Saved entries
———

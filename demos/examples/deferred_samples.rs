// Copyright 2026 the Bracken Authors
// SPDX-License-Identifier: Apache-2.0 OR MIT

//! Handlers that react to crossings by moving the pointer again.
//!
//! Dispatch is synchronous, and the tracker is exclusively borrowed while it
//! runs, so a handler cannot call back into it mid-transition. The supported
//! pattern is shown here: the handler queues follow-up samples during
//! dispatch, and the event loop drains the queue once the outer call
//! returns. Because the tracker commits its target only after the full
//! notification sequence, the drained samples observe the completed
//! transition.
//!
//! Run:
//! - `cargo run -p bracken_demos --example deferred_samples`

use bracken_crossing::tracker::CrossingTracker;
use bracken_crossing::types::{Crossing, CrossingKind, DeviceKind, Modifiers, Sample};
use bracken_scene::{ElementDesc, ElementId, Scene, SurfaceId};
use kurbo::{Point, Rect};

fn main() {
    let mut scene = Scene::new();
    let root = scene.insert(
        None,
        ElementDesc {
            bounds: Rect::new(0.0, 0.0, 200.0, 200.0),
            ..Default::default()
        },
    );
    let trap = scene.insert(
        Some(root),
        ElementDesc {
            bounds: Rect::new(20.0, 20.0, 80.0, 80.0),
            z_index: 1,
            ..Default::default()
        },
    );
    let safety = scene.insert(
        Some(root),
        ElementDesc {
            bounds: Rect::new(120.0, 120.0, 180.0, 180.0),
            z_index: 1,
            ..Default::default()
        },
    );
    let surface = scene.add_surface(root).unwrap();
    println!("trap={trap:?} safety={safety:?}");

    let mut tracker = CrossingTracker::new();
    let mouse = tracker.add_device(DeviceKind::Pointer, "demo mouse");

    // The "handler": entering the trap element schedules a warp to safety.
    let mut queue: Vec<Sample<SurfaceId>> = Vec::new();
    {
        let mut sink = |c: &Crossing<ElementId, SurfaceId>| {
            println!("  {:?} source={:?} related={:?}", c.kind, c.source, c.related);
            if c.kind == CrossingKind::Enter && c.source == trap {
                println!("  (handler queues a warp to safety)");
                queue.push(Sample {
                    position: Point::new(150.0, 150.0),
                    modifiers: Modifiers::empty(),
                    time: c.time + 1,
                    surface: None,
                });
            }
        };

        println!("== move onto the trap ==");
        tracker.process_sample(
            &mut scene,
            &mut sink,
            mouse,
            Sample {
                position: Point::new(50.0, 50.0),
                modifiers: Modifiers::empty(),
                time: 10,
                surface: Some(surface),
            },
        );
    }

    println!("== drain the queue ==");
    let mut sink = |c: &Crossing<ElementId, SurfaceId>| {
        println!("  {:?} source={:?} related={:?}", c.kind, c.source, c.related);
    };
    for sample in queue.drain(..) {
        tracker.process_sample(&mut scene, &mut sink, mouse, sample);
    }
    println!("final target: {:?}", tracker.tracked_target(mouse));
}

———

Starting with the line that contains "let mut queue: Vec<Sample<SurfaceId>>", return each line through the last one of the data above, exactly as written and nothing more.

--- Your response ---
    let mut queue: Vec<Sample<SurfaceId>> = Vec::new();
    {
        let mut sink = |c: &Crossing<ElementId, SurfaceId>| {
            println!("  {:?} source={:?} related={:?}", c.kind, c.source, c.related);
            if c.kind == CrossingKind::Enter && c.source == trap {
                println!("  (handler queues a warp to safety)");
                queue.push(Sample {
                    position: Point::new(150.0, 150.0),
                    modifiers: Modifiers::empty(),
                    time: c.time + 1,
                    surface: None,
                });
            }
        };

        println!("== move onto the trap ==");
        tracker.process_sample(
            &mut scene,
            &mut sink,
            mouse,
            Sample {
                position: Point::new(50.0, 50.0),
                modifiers: Modifiers::empty(),
                time: 10,
                surface: Some(surface),
            },
        );
    }

    println!("== drain the queue ==");
    let mut sink = |c: &Crossing<ElementId, SurfaceId>| {
        println!("  {:?} source={:?} related={:?}", c.kind, c.source, c.related);
    };
    for sample in queue.drain(..) {
        tracker.process_sample(&mut scene, &mut sink, mouse, sample);
    }
    println!("final target: {:?}", tracker.tracked_target(mouse));
}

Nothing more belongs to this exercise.